One of the advantages of being a fictional character is that Duke can be on vacation in many places at once. Unpack your stuffed Duke toy and snap (tasteful) holiday pictures of Duke on vacation. In Holiday Pictures we invite you to mail in your pictures between now and Friday, December 19, 2003. We may run some of the submissions during the last week of this year while some of our java.net team is enjoying their own vacations.


Michael Champion leads off today's Weblogs with his XML 2003 reflections - day 1. His takeaway from Jon Udell's speech is that "we can leverage the technology we have, salted by human vanity, to get usable metadata without technological breakthroughs or unrealistic demands on humans." Michael reports that "the power of XML's ability to model context and XPath's ability to query it becomes even more apparent. In any event, knowing that one will use XPath to retrieve information in the future motivates one to think about the structure of content as one writes -- creating the contextual metadata magic without much extra effort."

M. Ranganathan blogs about a new project that uses a technique that "s considered by software engineers to be evil of course but then it works and is pretty cool and I suspect it is under-utilized." In Uploading SIP Services he writes that for him, " the most compelling things about java are things like introspection, Interfaces, customized classloading and the ability to do things like bytecode re-writing." His project "allows untrusted users to upload classes to a SIP service platform" and uses BCEL for bytecode re-writing.

James Todd reports back on JXTA Bug Day. The JXTA veterans provide perspective on "the early days and how far things have progressed and the opportunities that lay ahead." There was general appreciation for the JXTA reference implementation and for the support of the community in helping to make JXTA better.


In Also in Java Today the Core Java Tech Tips are back. In ThreadLocal variables for storing thread-specific state information, John Zukowski explains that you can use the classes ThreadLocal and InheritableThreadLocal when you need "variables that were local to the scope of a thread, where each thread managed its storage, and it would be impossible for one thread to access the state information of another thread".
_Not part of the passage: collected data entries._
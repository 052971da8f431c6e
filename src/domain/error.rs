use crate::domain::model::EntityKind;
use crate::domain::validation::ValidationErrors;
use crate::storage::document::StoreError;

/// Failures surfaced by the repository and reference lookups.
#[derive(Debug, thiserror::Error)]
pub enum ShelterError {
    #[error("validation failed: {0}")]
    ValidationFailed(ValidationErrors),

    #[error("{kind} '{id}' not found")]
    NotFound { kind: EntityKind, id: String },

    #[error("document store unavailable: {0}")]
    StoreUnavailable(#[from] StoreError),
}

impl ShelterError {
    pub fn not_found(kind: EntityKind, id: impl ToString) -> Self {
        ShelterError::NotFound {
            kind,
            id: id.to_string(),
        }
    }

    pub fn is_not_found(&self) -> bool {
        matches!(self, ShelterError::NotFound { .. })
    }
}

pub type ShelterResult<T> = Result<T, ShelterError>;
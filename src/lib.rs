pub mod app;
pub mod domain;
pub mod infra;
pub mod storage;
pub mod transport;

// Convenience re-exports (keeps call-sites clean)
pub use app::animal_repository::AnimalRepository;
pub use app::reference_lookup::ReferenceLookup;
pub use domain::model::{Animal, AnimalInput, AnimalType, Checkup, CheckupInput, ObjectId, Vet};
pub use domain::{ShelterError, ShelterResult};
pub use storage::document::{DocumentStore, MemoryDocumentStore, PostgresDocumentStore};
Some find it difficult to get started with JXTA. Brad Neuberg writes about the P2P Sockets project that "effectively hides JXTA by creating a thin illusion that the peer-to-peer network is actually a standard TCP/IP network. If peers wish to become servers, they simply create a P2P server socket with the domain name they want, and the port other peers should use to contact them. P2P clients open socket connections to hosts that are running services on given ports."


In Projects and Communities, this week's project spotlight is a pure Java Game Controller API called JInput and comes from the Java Games community. JInput is an implementation of an API for game controller discovery and polled input." The core "can handle arbitrary controllers and returns both human and machine understandable descriptions of the inputs available." There are also plugins being developed for Win32, Linux, and Mac OS X.

The Jini community is hosting a project for supporting "Collaborative presentations with annotation and group chat. [...] ShRowser uses a JavaSpace to synchronize HTML presentations with associated annotation markup and group chat." The ShRowser project is also looking for developers to help out.